# EXERCISE INSTRUCTIONS
Return the records below character for character.

(Saved data entries)
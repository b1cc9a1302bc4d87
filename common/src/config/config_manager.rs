use serde::{Deserialize, Serialize};

use super::{
    ConfigContentProvider, ConfigSerializer, FileContentConfigProvider, Validate,
    YamlConfigSerializer,
};

/// Loads, validates and caches a config of type `TConfig`.
///
/// A missing config yields `TConfig::default()`; it is not written back
/// until [`ConfigManager::set_config`] is called.
pub struct ConfigManager<TConfigContentProvider, TConfig, TConfigSerializer = YamlConfigSerializer>
where
    TConfigContentProvider: ConfigContentProvider,
    TConfig: Clone + for<'de> Deserialize<'de> + Serialize + Validate + Default,
    TConfigSerializer: ConfigSerializer<TConfig>,
{
    config_serializer: TConfigSerializer,
    config_content_provider: TConfigContentProvider,
    config: Option<TConfig>,
}

impl<TConfig> ConfigManager<FileContentConfigProvider, TConfig, YamlConfigSerializer>
where
    TConfig: Clone + for<'de> Deserialize<'de> + Serialize + Validate + Default,
{
    pub fn from_yaml_file(file_path: &str) -> Self {
        Self::new(
            FileContentConfigProvider::new(file_path),
            YamlConfigSerializer::new(),
        )
    }
}

impl<TConfigContentProvider, TConfig, TConfigSerializer>
    ConfigManager<TConfigContentProvider, TConfig, TConfigSerializer>
where
    TConfigContentProvider: ConfigContentProvider,
    TConfig: Clone + for<'de> Deserialize<'de> + Serialize + Validate + Default,
    TConfigSerializer: ConfigSerializer<TConfig>,
{
    pub fn new(
        config_content_provider: TConfigContentProvider,
        config_serializer: TConfigSerializer,
    ) -> Self {
        Self {
            config: None,
            config_content_provider,
            config_serializer,
        }
    }

    pub fn get_config(&mut self) -> Result<TConfig, String> {
        if let Some(config) = self.config.as_ref() {
            return Ok(config.clone());
        }

        let config = match self.config_content_provider.get_config_content()? {
            Some(config_data) => {
                let config = self.config_serializer.deserialize(&config_data)?;
                config
                    .validate()
                    .map_err(|e| format!("Config validation error: {}", e))?;
                config
            }
            None => TConfig::default(),
        };

        self.config = Some(config.clone());
        Ok(config)
    }

    pub fn set_config(&mut self, config: &TConfig) -> Result<(), String> {
        config
            .validate()
            .map_err(|e| format!("Config validation error: {}", e))?;

        let serialized_config = self.config_serializer.serialize(config)?;
        self.config_content_provider
            .set_config_content(&serialized_config)?;

        self.config = Some(config.clone());
        Ok(())
    }
}
use super::tictactoe::{Board, GameMode, Outcome, Player, Position};

/// The player-facing side of a game session.
///
/// Implementations own all input parsing and retry loops: positions returned
/// from [`TicTacToeFrontend::request_human_move`] must be legal on `board`.
/// Errors are reserved for I/O failures and end the session.
pub trait TicTacToeFrontend {
    fn request_game_mode(&mut self) -> Result<GameMode, String>;

    fn announce_game_start(&mut self, mode: GameMode) -> Result<(), String>;

    fn show_board(&mut self, board: &Board) -> Result<(), String>;

    fn request_human_move(&mut self, board: &Board, player: Player) -> Result<Position, String>;

    fn report_computer_move(&mut self, position: Position) -> Result<(), String>;

    fn report_outcome(&mut self, outcome: Outcome, board: &Board) -> Result<(), String>;

    fn request_play_again(&mut self) -> Result<bool, String>;
}
mod config;
mod console_frontend;
mod render;

use std::io;

use clap::{Parser, ValueEnum};
use common::games::SessionRng;
use common::games::tictactoe::{GameMode, TicTacToeSession};
use common::{log, logger};
use config::{CONFIG_FILE, Config, get_config_manager};
use console_frontend::ConsoleFrontend;

const DEFAULT_LOG_PREFIX: &str = "TicTacToe";

#[derive(Parser)]
#[command(name = "tictactoe", about = "Tic-tac-toe in the terminal, against a friend or the computer")]
struct Args {
    /// Path of the YAML config file
    #[arg(long, default_value = CONFIG_FILE)]
    config: String,

    /// Start the first game in this mode instead of asking
    #[arg(long, value_enum)]
    mode: Option<ModeArg>,

    /// Seed for the easy computer's random moves
    #[arg(long)]
    seed: Option<u64>,

    #[arg(long)]
    no_clear: bool,

    /// Log game events to stderr
    #[arg(long)]
    verbose: bool,

    #[arg(long)]
    use_log_prefix: bool,

    /// Write the effective settings back to the config file
    #[arg(long)]
    save_config: bool,
}

#[derive(Clone, Copy, Debug, PartialEq, Eq, ValueEnum)]
enum ModeArg {
    Easy,
    Hard,
    TwoPlayer,
}

impl From<ModeArg> for GameMode {
    fn from(mode: ModeArg) -> Self {
        match mode {
            ModeArg::Easy => GameMode::EasyAi,
            ModeArg::Hard => GameMode::HardAi,
            ModeArg::TwoPlayer => GameMode::TwoPlayer,
        }
    }
}

fn apply_args(mut config: Config, args: &Args) -> Config {
    if let Some(mode) = args.mode {
        config.default_mode = Some(mode.into());
    }
    if args.seed.is_some() {
        config.seed = args.seed;
    }
    if args.no_clear {
        config.clear_screen = false;
    }
    if args.verbose {
        config.logging.enabled = true;
    }
    if args.use_log_prefix && config.logging.prefix.is_none() {
        config.logging.prefix = Some(DEFAULT_LOG_PREFIX.to_string());
    }
    config
}

fn main() -> Result<(), Box<dyn std::error::Error>> {
    let args = Args::parse();

    let mut config_manager = get_config_manager(&args.config);
    let config = apply_args(config_manager.get_config()?, &args);
    logger::init_logger(config.logging.prefix.clone(), config.logging.enabled);
    log!("Using config file {}", args.config);

    if args.save_config {
        config_manager.set_config(&config)?;
        log!("Saved settings to {}", args.config);
    }

    let rng = match config.seed {
        Some(seed) => SessionRng::new(seed),
        None => SessionRng::from_random(),
    };

    let mut frontend = ConsoleFrontend::new(io::stdin().lock(), io::stdout().lock(), config.clear_screen);
    frontend.write(&render::welcome_banner())?;

    let mut session = TicTacToeSession::new(frontend, rng).with_initial_mode(config.default_mode);
    let result = session.run();

    let mut frontend = session.into_frontend();
    frontend.write(&render::goodbye_banner())?;

    let outcomes = result?;
    log!("Played {} game(s)", outcomes.len());
    Ok(())
}

#[cfg(test)]
mod tests {
    use super::*;

    fn parse(args: &[&str]) -> Args {
        Args::try_parse_from(std::iter::once("tictactoe").chain(args.iter().copied())).unwrap()
    }

    #[test]
    fn test_defaults_leave_config_untouched() {
        let args = parse(&[]);
        assert_eq!(args.config, CONFIG_FILE);
        assert_eq!(apply_args(Config::default(), &args), Config::default());
    }

    #[test]
    fn test_args_override_config() {
        let args = parse(&["--mode", "two-player", "--seed", "5", "--no-clear", "--verbose", "--use-log-prefix"]);
        let config = apply_args(Config::default(), &args);
        assert_eq!(config.default_mode, Some(GameMode::TwoPlayer));
        assert_eq!(config.seed, Some(5));
        assert!(!config.clear_screen);
        assert!(config.logging.enabled);
        assert_eq!(config.logging.prefix.as_deref(), Some(DEFAULT_LOG_PREFIX));
    }

    #[test]
    fn test_configured_prefix_wins_over_default_prefix() {
        let mut config = Config::default();
        config.logging.prefix = Some("ttt".to_string());
        config.seed = Some(1);
        let config = apply_args(config, &parse(&["--use-log-prefix"]));
        assert_eq!(config.logging.prefix.as_deref(), Some("ttt"));
        assert_eq!(config.seed, Some(1));
    }

    #[test]
    fn test_unknown_mode_is_rejected() {
        assert!(Args::try_parse_from(["tictactoe", "--mode", "impossible"]).is_err());
    }
}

# WRITTEN ANSWER
repository b1cc9a1302bc4d87
filename common/src/config/config_manager.rs
use serde::{Deserialize, Serialize};

use super::{
    ConfigContentProvider, ConfigSerializer, FileContentConfigProvider, Validate,
    YamlConfigSerializer,
};

/// Loads, validates and caches a config of type `TConfig`.
///
/// A missing config yields `TConfig::default()`; it is not written back
/// until [`ConfigManager::set_config`] is called.
pub struct ConfigManager<TConfigContentProvider, TConfig, TConfigSerializer = YamlConfigSerializer>
where
    TConfigContentProvider: ConfigContentProvider,
    TConfig: Clone + for<'de> Deserialize<'de> + Serialize + Validate + Default,
    TConfigSerializer: ConfigSerializer<TConfig>,
{
    config_serializer: TConfigSerializer,
    config_content_provider: TConfigContentProvider,
    config: Option<TConfig>,
}

impl<TConfig> ConfigManager<FileContentConfigProvider, TConfig, YamlConfigSerializer>
where
    TConfig: Clone + for<'de> Deserialize<'de> + Serialize + Validate + Default,
{
    pub fn from_yaml_file(file_path: &str) -> Self {
        Self::new(
            FileContentConfigProvider::new(file_path),
            YamlConfigSerializer::new(),
        )
    }
}

impl<TConfigContentProvider, TConfig, TConfigSerializer>
    ConfigManager<TConfigContentProvider, TConfig, TConfigSerializer>
where
    TConfigContentProvider: ConfigContentProvider,
    TConfig: Clone + for<'de> Deserialize<'de> + Serialize + Validate + Default,
    TConfigSerializer: ConfigSerializer<TConfig>,
{
    pub fn new(
        config_content_provider: TConfigContentProvider,
        config_serializer: TConfigSerializer,
    ) -> Self {
        Self {
            config: None,
            config_content_provider,
            config_serializer,
        }
    }

    pub fn get_config(&mut self) -> Result<TConfig, String> {
        if let Some(config) = self.config.as_ref() {
            return Ok(config.clone());
        }

        let config = match self.config_content_provider.get_config_content()? {
            Some(config_data) => {
                let config = self.config_serializer.deserialize(&config_data)?;
                config
                    .validate()
                    .map_err(|e| format!("Config validation error: {}", e))?;
                config
            }
            None => TConfig::default(),
        };

        self.config = Some(config.clone());
        Ok(config)
    }

    pub fn set_config(&mut self, config: &TConfig) -> Result<(), String> {
        config
            .validate()
            .map_err(|e| format!("Config validation error: {}", e))?;

        let serialized_config = self.config_serializer.serialize(config)?;
        self.config_content_provider
            .set_config_content(&serialized_config)?;

        self.config = Some(config.clone());
        Ok(())
    }
}
use super::tictactoe::{Board, GameMode, Outcome, Player, Position};

/// The player-facing side of a game session.
///
/// Implementations own all input parsing and retry loops: positions returned
/// from [`TicTacToeFrontend::request_human_move`] must be legal on `board`.
/// Errors are reserved for I/O failures and end the session.
pub trait TicTacToeFrontend {
    fn request_game_mode(&mut self) -> Result<GameMode, String>;

    fn announce_game_start(&mut self, mode: GameMode) -> Result<(), String>;

    fn show_board(&mut self, board: &Board) -> Result<(), String>;

    fn request_human_move(&mut self, board: &Board, player: Player) -> Result<Position, String>;

    fn report_computer_move(&mut self, position: Position) -> Result<(), String>;

    fn report_outcome(&mut self, outcome: Outcome, board: &Board) -> Result<(), String>;

    fn request_play_again(&mut self) -> Result<bool, String>;
}
mod config;
mod console_frontend;
mod render;

use std::io;

use clap::{Parser, ValueEnum};
use common::games::SessionRng;
use common::games::tictactoe::{GameMode, TicTacToeSession};
use common::{log, logger};
use config::{CONFIG_FILE, Config, get_config_manager};
use console_frontend::ConsoleFrontend;

const DEFAULT_LOG_PREFIX: &str = "TicTacToe";

#[derive(Parser)]
#[command(name = "tictactoe", about = "Tic-tac-toe in the terminal, against a friend or the computer")]
struct Args {
    /// Path of the YAML config file
    #[arg(long, default_value = CONFIG_FILE)]
    config: String,

    /// Start the first game in this mode instead of asking
    #[arg(long, value_enum)]
    mode: Option<ModeArg>,

    /// Seed for the easy computer's random moves
    #[arg(long)]
    seed: Option<u64>,

    #[arg(long)]
    no_clear: bool,

    /// Log game events to stderr
    #[arg(long)]
    verbose: bool,

    #[arg(long)]
    use_log_prefix: bool,

    /// Write the effective settings back to the config file
    #[arg(long)]
    save_config: bool,
}

#[derive(Clone, Copy, Debug, PartialEq, Eq, ValueEnum)]
enum ModeArg {
    Easy,
    Hard,
    TwoPlayer,
}

impl From<ModeArg> for GameMode {
    fn from(mode: ModeArg) -> Self {
        match mode {
            ModeArg::Easy => GameMode::EasyAi,
            ModeArg::Hard => GameMode::HardAi,
            ModeArg::TwoPlayer => GameMode::TwoPlayer,
        }
    }
}

fn apply_args(mut config: Config, args: &Args) -> Config {
    if let Some(mode) = args.mode {
        config.default_mode = Some(mode.into());
    }
    if args.seed.is_some() {
        config.seed = args.seed;
    }
    if args.no_clear {
        config.clear_screen = false;
    }
    if args.verbose {
        config.logging.enabled = true;
    }
    if args.use_log_prefix && config.logging.prefix.is_none() {
        config.logging.prefix = Some(DEFAULT_LOG_PREFIX.to_string());
    }
    config
}

fn main() -> Result<(), Box<dyn std::error::Error>> {
    let args = Args::parse();

    let mut config_manager = get_config_manager(&args.config);
    let config = apply_args(config_manager.get_config()?, &args);
    logger::init_logger(config.logging.prefix.clone(), config.logging.enabled);
    log!("Using config file {}", args.config);

    if args.save_config {
        config_manager.set_config(&config)?;
        log!("Saved settings to {}", args.config);
    }

    let rng = match config.seed {
        Some(seed) => SessionRng::new(seed),
        None => SessionRng::from_random(),
    };

    let mut frontend = ConsoleFrontend::new(io::stdin().lock(), io::stdout().lock(), config.clear_screen);
    frontend.write(&render::welcome_banner())?;

    let mut session = TicTacToeSession::new(frontend, rng).with_initial_mode(config.default_mode);
    let result = session.run();

    let mut frontend = session.into_frontend();
    frontend.write(&render::goodbye_banner())?;

    let outcomes = result?;
    log!("Played {} game(s)", outcomes.len());
    Ok(())
}

#[cfg(test)]
mod tests {
    use super::*;

    fn parse(args: &[&str]) -> Args {
        Args::try_parse_from(std::iter::once("tictactoe").chain(args.iter().copied())).unwrap()
    }

    #[test]
    fn test_defaults_leave_config_untouched() {
        let args = parse(&[]);
        assert_eq!(args.config, CONFIG_FILE);
        assert_eq!(apply_args(Config::default(), &args), Config::default());
    }

    #[test]
    fn test_args_override_config() {
        let args = parse(&["--mode", "two-player", "--seed", "5", "--no-clear", "--verbose", "--use-log-prefix"]);
        let config = apply_args(Config::default(), &args);
        assert_eq!(config.default_mode, Some(GameMode::TwoPlayer));
        assert_eq!(config.seed, Some(5));
        assert!(!config.clear_screen);
        assert!(config.logging.enabled);
        assert_eq!(config.logging.prefix.as_deref(), Some(DEFAULT_LOG_PREFIX));
    }

    #[test]
    fn test_configured_prefix_wins_over_default_prefix() {
        let mut config = Config::default();
        config.logging.prefix = Some("ttt".to_string());
        config.seed = Some(1);
        let config = apply_args(config, &parse(&["--use-log-prefix"]));
        assert_eq!(config.logging.prefix.as_deref(), Some("ttt"));
        assert_eq!(config.seed, Some(1));
    }

    #[test]
    fn test_unknown_mode_is_rejected() {
        assert!(Args::try_parse_from(["tictactoe", "--mode", "impossible"]).is_err());
    }
}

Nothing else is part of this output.